══ Extracted material ══

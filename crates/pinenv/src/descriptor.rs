// Copyright (c) Contributors to the pinenv project.
// SPDX-License-Identifier: Apache-2.0

//! Descriptor parsing and data types for pinenv.yaml files.

use std::collections::HashSet;
use std::fmt;
use std::path::{Path, PathBuf};
use std::str::FromStr;

use indexmap::IndexMap;
use serde::{Deserialize, Serialize};

use crate::environment::{is_valid_variable_name, EnvOp};
use crate::Error;

#[cfg(test)]
#[path = "./descriptor_test.rs"]
mod descriptor_test;

/// Separator between a source name and a tool in a qualified tool identifier.
pub const SOURCE_QUALIFIER: char = '#';

/// API version for descriptor files.
#[derive(Debug, Clone, Copy, Default, Deserialize, Serialize, PartialEq, Eq)]
pub enum ApiVersion {
    #[default]
    #[serde(rename = "pinenv/v0")]
    V0,
}

/// Helper for two-stage deserialization to determine API version first.
#[derive(Deserialize)]
struct ApiVersionMapping {
    #[serde(default)]
    api: ApiVersion,
}

/// Document shape before validation. Required fields are optional here so
/// that their absence is reported against the field name.
#[derive(Deserialize)]
#[serde(deny_unknown_fields)]
struct RawDescriptorV0 {
    #[serde(default)]
    api: ApiVersion,
    #[serde(default)]
    description: Option<String>,
    #[serde(default)]
    sources: Option<IndexMap<String, String>>,
    #[serde(default)]
    environments: Option<IndexMap<String, Vec<String>>>,
    #[serde(default)]
    env: Vec<EnvOp>,
}

/// The revision half of a source reference.
#[derive(Debug, Clone, PartialEq, Eq, Hash, PartialOrd, Ord)]
pub enum Pin {
    /// A full 40 digit hexadecimal commit id.
    Commit(String),
    /// A branch or tag name.
    Ref(String),
}

impl Pin {
    pub fn as_str(&self) -> &str {
        match self {
            Self::Commit(s) | Self::Ref(s) => s,
        }
    }

    pub fn is_commit(&self) -> bool {
        matches!(self, Self::Commit(_))
    }

    /// Validate a revision identifier, following the branch/tag naming rules
    /// most indexes share.
    pub fn parse(pin: &str) -> std::result::Result<Self, String> {
        if pin.is_empty() {
            return Err("pin must not be empty".to_string());
        }
        if pin == "@" {
            return Err("'@' is not a valid pin".to_string());
        }
        if let Some(c) = pin
            .chars()
            .find(|c| c.is_whitespace() || c.is_control() || "~^:?*[\\".contains(*c))
        {
            return Err(format!("pin '{pin}' contains invalid character {c:?}"));
        }
        if pin.contains("..") || pin.contains("@{") {
            return Err(format!("pin '{pin}' contains an invalid sequence"));
        }
        if pin.starts_with('.') || pin.ends_with('.') {
            return Err(format!("pin '{pin}' must not start or end with '.'"));
        }
        if pin.ends_with(".lock") {
            return Err(format!("pin '{pin}' must not end with '.lock'"));
        }

        if pin.len() == 40 && pin.chars().all(|c| c.is_ascii_hexdigit()) {
            Ok(Self::Commit(pin.to_ascii_lowercase()))
        } else {
            Ok(Self::Ref(pin.to_string()))
        }
    }
}

impl fmt::Display for Pin {
    fn fmt(&self, f: &mut fmt::Formatter<'_>) -> fmt::Result {
        f.write_str(self.as_str())
    }
}

/// A pinned pointer to an external package index snapshot.
///
/// Written as `<index-location>/<pin>`, split at the last `/`. Both halves
/// are fixed once parsed. Two references are equal when their locations and
/// pins are, whatever the case of a commit id.
#[derive(Debug, Clone)]
pub struct SourceReference {
    location: String,
    pin: Pin,
    /// The pin exactly as written.
    spelling: String,
}

impl PartialEq for SourceReference {
    fn eq(&self, other: &Self) -> bool {
        self.location == other.location && self.pin == other.pin
    }
}

impl Eq for SourceReference {}

impl std::hash::Hash for SourceReference {
    fn hash<H: std::hash::Hasher>(&self, state: &mut H) {
        self.location.hash(state);
        self.pin.hash(state);
    }
}

impl SourceReference {
    pub fn parse(reference: &str) -> std::result::Result<Self, String> {
        let (location, pin) = reference
            .rsplit_once('/')
            .ok_or_else(|| format!("'{reference}' is not of the form <index-location>/<pin>"))?;
        if location.is_empty() {
            return Err(format!("'{reference}' has an empty index location"));
        }
        let spelling = pin.to_string();
        let pin = Pin::parse(pin)?;
        Ok(Self {
            location: location.to_string(),
            pin,
            spelling,
        })
    }

    pub fn location(&self) -> &str {
        &self.location
    }

    pub fn pin(&self) -> &Pin {
        &self.pin
    }

    /// The pin as written in the descriptor, before commit ids are
    /// lowercased.
    pub fn pin_spelling(&self) -> &str {
        &self.spelling
    }
}

impl FromStr for SourceReference {
    type Err = Error;

    fn from_str(s: &str) -> std::result::Result<Self, Self::Err> {
        Self::parse(s).map_err(|reason| Error::malformed("reference", reason))
    }
}

impl fmt::Display for SourceReference {
    fn fmt(&self, f: &mut fmt::Formatter<'_>) -> fmt::Result {
        write!(f, "{}/{}", self.location, self.pin)
    }
}

impl Serialize for SourceReference {
    fn serialize<S: serde::Serializer>(&self, serializer: S) -> std::result::Result<S::Ok, S::Error> {
        serializer.collect_str(self)
    }
}

/// One tool identifier within an environment request.
#[derive(Debug, Clone, PartialEq, Eq, Hash)]
pub struct ToolRequest {
    /// Name of the source the tool is looked up in.
    pub source: String,
    /// Name of the tool in that source's catalog.
    pub name: String,
    /// Whether the identifier was written as `<source>#<tool>`.
    pub qualified: bool,
}

impl fmt::Display for ToolRequest {
    fn fmt(&self, f: &mut fmt::Formatter<'_>) -> fmt::Result {
        if self.qualified {
            write!(f, "{}{SOURCE_QUALIFIER}{}", self.source, self.name)
        } else {
            f.write_str(&self.name)
        }
    }
}

/// A named, ordered request for tools.
#[derive(Debug, Clone, PartialEq, Eq)]
pub struct EnvironmentRequest {
    pub name: String,
    pub tools: Vec<ToolRequest>,
}

impl EnvironmentRequest {
    /// Names of the sources this request needs, in first-use order.
    pub fn source_names(&self) -> Vec<&str> {
        let mut names: Vec<&str> = Vec::new();
        for tool in &self.tools {
            if !names.contains(&tool.source.as_str()) {
                names.push(&tool.source);
            }
        }
        names
    }
}

/// Main environment descriptor from a pinenv.yaml file.
#[derive(Debug, Clone)]
pub struct Descriptor {
    /// API version identifier.
    pub api: ApiVersion,

    /// Optional human-readable description.
    pub description: Option<String>,

    /// Pinned package indexes, in declaration order. The first is the
    /// primary source for unqualified tools.
    pub sources: IndexMap<String, SourceReference>,

    /// Environment requests keyed by name.
    pub environments: IndexMap<String, EnvironmentRequest>,

    /// Environment variable operations applied to every session.
    pub env: Vec<EnvOp>,

    /// Path to the file this was loaded from.
    pub source_path: Option<PathBuf>,
}

impl Descriptor {
    /// Parse and validate a descriptor from a YAML string.
    pub fn from_yaml<S: AsRef<str>>(yaml: S) -> crate::Result<Self> {
        let yaml = yaml.as_ref();

        // Stage 1: Parse to get API version
        let value: serde_yaml::Value = serde_yaml::from_str(yaml)
            .map_err(|e| Error::malformed("<document>", e.to_string()))?;
        if !value.is_mapping() {
            return Err(Error::malformed("<document>", "expected a mapping"));
        }

        let with_version: ApiVersionMapping = serde_yaml::from_value(value.clone())
            .map_err(|e| Error::malformed("api", e.to_string()))?;

        // Stage 2: Deserialize based on version
        match with_version.api {
            ApiVersion::V0 => {
                let raw: RawDescriptorV0 = serde_yaml::from_value(value)
                    .map_err(|e| Error::malformed("<document>", e.to_string()))?;
                Self::from_raw_v0(raw)
            }
        }
    }

    fn from_raw_v0(raw: RawDescriptorV0) -> crate::Result<Self> {
        let raw_sources = raw
            .sources
            .ok_or_else(|| Error::malformed("sources", "missing required field"))?;
        if raw_sources.is_empty() {
            return Err(Error::malformed("sources", "at least one source is required"));
        }

        let mut sources = IndexMap::with_capacity(raw_sources.len());
        for (name, reference) in raw_sources {
            if name.is_empty() || name.contains(SOURCE_QUALIFIER) {
                return Err(Error::malformed(
                    format!("sources.{name}"),
                    format!("source names must be non-empty and must not contain '{SOURCE_QUALIFIER}'"),
                ));
            }
            let reference = SourceReference::parse(&reference)
                .map_err(|reason| Error::malformed(format!("sources.{name}"), reason))?;
            sources.insert(name, reference);
        }

        let raw_environments = raw
            .environments
            .ok_or_else(|| Error::malformed("environments", "missing required field"))?;
        if raw_environments.is_empty() {
            return Err(Error::malformed(
                "environments",
                "at least one environment is required",
            ));
        }

        let primary = sources
            .keys()
            .next()
            .cloned()
            .unwrap_or_default();

        let mut environments = IndexMap::with_capacity(raw_environments.len());
        for (name, tools) in raw_environments {
            if name.trim().is_empty() {
                return Err(Error::malformed(
                    "environments",
                    "environment names must be non-empty",
                ));
            }
            let request = parse_request(&name, &tools, &sources, &primary)?;
            environments.insert(name, request);
        }

        for (i, op) in raw.env.iter().enumerate() {
            if let Some(var) = op.variable() {
                if !is_valid_variable_name(var) {
                    return Err(Error::malformed(
                        format!("env[{i}]"),
                        format!("'{var}' is not a valid variable name"),
                    ));
                }
            }
        }

        Ok(Self {
            api: raw.api,
            description: raw.description,
            sources,
            environments,
            env: raw.env,
            source_path: None,
        })
    }

    /// Load descriptor from file path.
    pub fn load<P: AsRef<Path>>(path: P) -> crate::Result<Self> {
        let path = path.as_ref();
        let yaml = std::fs::read_to_string(path).map_err(|e| Error::ReadFailed {
            path: path.to_path_buf(),
            error: e,
        })?;

        let mut descriptor = Self::from_yaml(yaml)?;
        descriptor.source_path = Some(path.to_path_buf());
        Ok(descriptor)
    }

    /// Directory relative index locations are resolved against.
    pub fn base_dir(&self) -> Option<&Path> {
        self.source_path.as_deref().and_then(Path::parent)
    }

    /// Name of the source unqualified tools resolve against.
    pub fn primary_source(&self) -> Option<&str> {
        self.sources.keys().next().map(String::as_str)
    }

    /// Look up an environment request by name.
    pub fn environment(&self, name: &str) -> crate::Result<&EnvironmentRequest> {
        self.environments
            .get(name)
            .ok_or_else(|| Error::UnknownEnvironment {
                name: name.to_string(),
                available: self.environments.keys().cloned().collect(),
            })
    }
}

fn parse_request(
    env_name: &str,
    tools: &[String],
    sources: &IndexMap<String, SourceReference>,
    primary: &str,
) -> crate::Result<EnvironmentRequest> {
    let mut seen = HashSet::new();
    let mut parsed = Vec::with_capacity(tools.len());

    for (i, tool) in tools.iter().enumerate() {
        let field = format!("environments.{env_name}[{i}]");
        if tool.is_empty() || tool.chars().any(char::is_whitespace) {
            return Err(Error::malformed(
                field,
                "tool identifiers must be non-empty strings without whitespace",
            ));
        }

        let request = match tool.split_once(SOURCE_QUALIFIER) {
            Some((source, name)) => {
                if !sources.contains_key(source) {
                    return Err(Error::malformed(
                        field,
                        format!("'{tool}' names undeclared source '{source}'"),
                    ));
                }
                if name.is_empty() {
                    return Err(Error::malformed(field, format!("'{tool}' has no tool name")));
                }
                ToolRequest {
                    source: source.to_string(),
                    name: name.to_string(),
                    qualified: true,
                }
            }
            None => ToolRequest {
                source: primary.to_string(),
                name: tool.clone(),
                qualified: false,
            },
        };

        if !seen.insert((request.source.clone(), request.name.clone())) {
            return Err(Error::malformed(field, format!("duplicate tool '{tool}'")));
        }
        parsed.push(request);
    }

    Ok(EnvironmentRequest {
        name: env_name.to_string(),
        tools: parsed,
    })
}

═══

**What is needed:** Copy exactly the lines that run from the first line of the data to the line containing "use indexmap::IndexMap;", please, with both ends included and nothing else.

**Problem solution:**
filename crates/pinenv/src/descriptor.rs
// Copyright (c) Contributors to the pinenv project.
// SPDX-License-Identifier: Apache-2.0

//! Descriptor parsing and data types for pinenv.yaml files.

use std::collections::HashSet;
use std::fmt;
use std::path::{Path, PathBuf};
use std::str::FromStr;

use indexmap::IndexMap;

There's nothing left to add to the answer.